Scientists create tiny biological robots from human cells

Researchers are revolutionizing regenerative medicine with “anthrobots,” biological robots made from human tracheal cells that promise new forms of healing and treatment

Researchers at Tufts University and Harvard University’s Wyss Institute have developed “anthrobots,” small biological robots made from human tracheal cells. These multicellular robots, ranging in size from the width of a human hair to the tip of a sharp pencil, have the ability to self-organize and have demonstrated remarkable healing effects on other cells. This discovery opens the way to using patient-derived biobots as new therapeutic tools for regeneration, healing and treatment of diseases.
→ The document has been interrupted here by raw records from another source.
//! Bring the history cache up to date without looking anything up.

use anyhow::Result;
use clap::Args;
use colored::Colorize;

use super::common::{CommandContext, CommandExecutor, HistoryArgs};

/// Index every commit not yet in the history cache
#[derive(Args, Debug)]
pub struct IndexCommand {
    #[command(flatten)]
    pub history: HistoryArgs,
}

impl CommandExecutor for IndexCommand {
    async fn execute_with_context(self, ctx: CommandContext) -> Result<()> {
        let algorithm = self.history.algorithm(&ctx);
        let mut session = self.history.open(&ctx, algorithm).await?;

        let scan = session
            .engine
            .indexer()
            .index_new_commits(&mut session.index, None, Some(&session.store))
            .await;
        session.store.save(&session.index).await?;
        let outcome = scan?;

        if outcome.interrupted {
            println!(
                "{} after {} of {} new commit(s); progress saved",
                "Interrupted".yellow().bold(),
                outcome.indexed,
                outcome.pending
            );
        } else {
            println!("{} {} new commit(s)", "Indexed".green().bold(), outcome.indexed);
        }
        println!(
            "  {} commits, {} checksums in {}",
            session.index.commit_count(),
            session.index.checksum_count(),
            session.store.path().display()
        );
        if !session.store.persists() {
            println!("  {}", "(cache not saved)".dimmed());
        }
        Ok(())
    }
}
#[cfg(test)]
mod tests {
    use super::*;
    use crate::syntax::python::module::parse_module;

    fn rewritten(source: &str, plan: &RewritePlan) -> String {
        let mut module = parse_module("t.py", source).unwrap();
        apply_plan(&mut module, plan).unwrap();
        module.render()
    }

    fn renames(pairs: &[(&str, &str)]) -> RewritePlan {
        RewritePlan {
            renames: pairs.iter().map(|(a, b)| ((*a).to_string(), (*b).to_string())).collect(),
            ..RewritePlan::default()
        }
    }

    #[test]
    fn test_rename_definitions_and_uses() {
        let source = "RATE = 1  # keep\n\ndef doit(x, RATE=RATE):\n    return x * RATE + helper(RATE)\n\ndef helper(v):\n    return v.RATE\n";
        let plan = renames(&[("RATE", "util_RATE"), ("doit", "util_doit"), ("helper", "util_helper")]);
        assert_eq!(
            rewritten(source, &plan),
            "util_RATE = 1  # keep\n\ndef util_doit(x, RATE=util_RATE):\n    return x * RATE + util_helper(RATE)\n\ndef util_helper(v):\n    return v.RATE\n"
        );
    }

    #[test]
    fn test_namespace_collapse() {
        let mut namespace = Namespace::default();
        namespace.members.insert("doit".to_string(), "util_doit".to_string());
        namespace
            .descend(&["inner"])
            .members
            .insert("VALUE".to_string(), "inner_VALUE".to_string());
        let plan = RewritePlan {
            namespaces: [("utils".to_string(), namespace)].into_iter().collect(),
            ..RewritePlan::default()
        };

        let result = rewritten(
            "x = utils.doit(utils . inner.VALUE)\ny = f\"{utils.doit()}\"\n",
            &plan,
        );
        assert_eq!(result, "x = util_doit(inner_VALUE)\ny = f\"{util_doit()}\"\n");
    }

    #[test]
    fn test_string_annotations_follow_renames() {
        let plan = renames(&[("Money", "util_Money")]);
        let result = rewritten(
            "def f(a: \"Money\", b: 'Money' = None) -> \"Money\":\n    note = \"Money\"\n    return a\n\n\nTOTAL: \"Money\" = f(1)\nLABEL: \"Optional[Money]\" = None\n",
            &plan,
        );
        assert_eq!(
            result,
            "def f(a: \"util_Money\", b: 'util_Money' = None) -> \"util_Money\":\n    note = \"Money\"\n    return a\n\n\nTOTAL: \"util_Money\" = f(1)\nLABEL: \"Optional[Money]\" = None\n"
        );
    }

    #[test]
    fn test_replace_annotation_names() {
        let source = "\
class Hooks:
    def run(self, vault: Vault, others: list[Vault] | None = None, *, sup: api.Vault = None) -> Vault:
        checked: Vault = vault
        return Vault(checked)
";
        let mut module = parse_module("t.py", source).unwrap();
        let names: HashSet<String> = ["Vault".to_string()].into_iter().collect();
        assert_eq!(replace_annotation_names(&mut module, &names, "Any"), 4);
        assert_eq!(
            module.render(),
            "\
class Hooks:
    def run(self, vault: Any, others: list[Any] | None = None, *, sup: api.Vault = None) -> Any:
        checked: Any = vault
        return Vault(checked)
"
        );
    }

    #[test]
    fn test_namespace_missing_attribute() {
        let plan = RewritePlan {
            namespaces: [("utils".to_string(), Namespace::default())].into_iter().collect(),
            ..RewritePlan::default()
        };
        let mut module = parse_module("t.py", "x = utils.missing()\n").unwrap();
        let err = apply_plan(&mut module, &plan).unwrap_err();
        match err.downcast_ref::<WeaveError>() {
            Some(WeaveError::UnresolvedSymbol {
                name,
                fragment,
            }) => {
                assert_eq!(name, "utils.missing");
                assert_eq!(fragment, "t.py");
            }
            other => panic!("unexpected {other:?}"),
        }
    }

    #[test]
    fn test_constants() {
        let module = parse_module(
            "t.py",
            "A = 'x'\nB = A\nC: int = -5\nD = [A, \"y\",\n     'z']\nE = compute()\nF = G = True\nobj.x = 1\n",
        )
        .unwrap();
        let table = collect_constants(&module);
        assert_eq!(table.literal("B"), Some("'x'"));
        assert_eq!(table.literal("C"), Some("-5"));
        assert_eq!(table.literal("G"), Some("True"));
        assert!(table.resolve("E").is_none());
        match table.resolve("D") {
            Some(ConstantValue::Sequence {
                items,
                ..
            }) => assert_eq!(items, &vec!["A".to_string(), "\"y\"".to_string(), "'z'".to_string()]),
            other => panic!("unexpected {other:?}"),
        }
    }

    #[test]
    fn test_substitute_in_call_sites() {
        let source = "\
EVENT = 'ACCRUE'
ALIAS = EVENT
PARAMS = [ALIAS, 'rate']
EMPTY = []

@requires(event_type=ALIAS, parameters=[*PARAMS, *EMPTY, 'other'], flags={EVENT: [EVENT]})
def scheduled(vault, EVENT=EVENT):
    return other(EVENT)
";
        let mut module = parse_module("t.py", source).unwrap();
        let table = collect_constants(&module);
        let count = substitute_literals(&mut module, &table, &["requires".to_string()]);
        assert_eq!(count, 5);
        let rendered = module.render();
        assert!(rendered.contains(
            "@requires(event_type='ACCRUE', parameters=['ACCRUE', 'rate',  'other'], flags={'ACCRUE': ['ACCRUE']})"
        ));
        assert!(rendered.contains("def scheduled(vault, EVENT=EVENT):\n    return other(EVENT)\n"));
    }

    #[test]
    fn test_non_call_site_untouched() {
        let mut module = parse_module("t.py", "A = 1\nx = other(A)\n").unwrap();
        let table = collect_constants(&module);
        assert_eq!(substitute_literals(&mut module, &table, &["requires".to_string()]), 0);
        assert_eq!(module.render(), "A = 1\nx = other(A)\n");
    }
}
The work builds on previous research that created multicellular biological robots from embryonic frog cells, called “xenobots.” However, in this new study published in Advanced Science, it was discovered that bots can also be created from adult human cells without genetic modification, with some capabilities beyond those seen in xenobots. This begins by answering questions about the rules that govern how cells in the body come together and work together, and whether they can be rearranged into different “body plans” to perform other functions.

The researchers gave human cells the chance to restart and find ways to create new structures and tasks. It was discovered that in addition to forming new multicellular shapes, these cells can move in different ways on the surface of human neurons grown in a laboratory dish, promoting new growth to fill gaps left by scratches originated in the cell layer.​​

Robots that assemble themselves

Levin, director of the Allen Discovery Center at Tufts and an associate member of the Wyss Institute, noted that the benefits of using human cells include the ability to build bots from the patient’s own cells to do therapeutic work without the risk trigger an immune response. or require immunosuppressants. Additionally, anthrobots can only survive in very specific laboratory conditions, so there is no risk of unwanted exposure or spread outside the laboratory. They also do not reproduce and have no genetic changes, additions or deletions, so there is no risk of them evolving beyond existing protections.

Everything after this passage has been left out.